[discuss] Options for root zone (was Re: Interesting article)

Ian Peter ian.peter at ianpeter.com
Fri Jan 17 19:47:50 UTC 2014


I think (and also taking into account Milton's comments) there are two 

1. a clear, accountable, consultative internal ICANN process for 
authorisation of changes
2. a secure, invoilable system to implement those changes

On (1) - Milton I share your concerns re GAC - but I think the reality might 
be that the path of least resistance towards changes from the current 
unilateral control situation here might be an agreed role for GAC as part of 
internal process of ICANN. Yes that needs to be negotiated carefully (and I 
believe without a veto right for GAC) but something in this direction might 
be acceptable to governments - and it is a hell of a lot easier than 
establishing some new international convention or super organisation or 
whatever.
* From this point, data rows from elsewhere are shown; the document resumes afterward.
//! Two-player chess games.
//!
//! A [`Session`] owns one game: the players, the rules variant, the current
//! position and the full history. Moves are given as SAN text by the player
//! whose turn it is. After every move the session re-evaluates checkmate,
//! stalemate, insufficient material and automatic draws, and recomputes
//! which draws could be claimed.
//!
//! Sessions encode to an opaque blob ([`Session::encode`] /
//! [`Session::decode`]); where the blob is stored is the caller's business.

mod codec;
mod error;
mod session;
mod state;

pub use error::SessionError;
pub use session::{HistoryEntry, Session};
pub use state::{
    Annotation, DrawClaim, GameState, MoveOutcome, MoveSummary, ParseDrawClaimError, PlayerId,
    Turn,
};

pub use chess_engine::{AutomaticDraw, RuleConfig};
pub use chess_render::{RenderError, RenderOptions};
And one reason I like a simple internal procedure is that root 
zone changes are on the whole simple administrative procedures that do not 
warrant or need huge inter governmental agreements. For proponents of 
multistakeholderism - as long as we have a strong multistakeholder model for 
these authorisations within ICANN, there should be no controversy requiring 
special sessions of the United Nations or some unilateral oversight function 
or new decision making bodies or whatever.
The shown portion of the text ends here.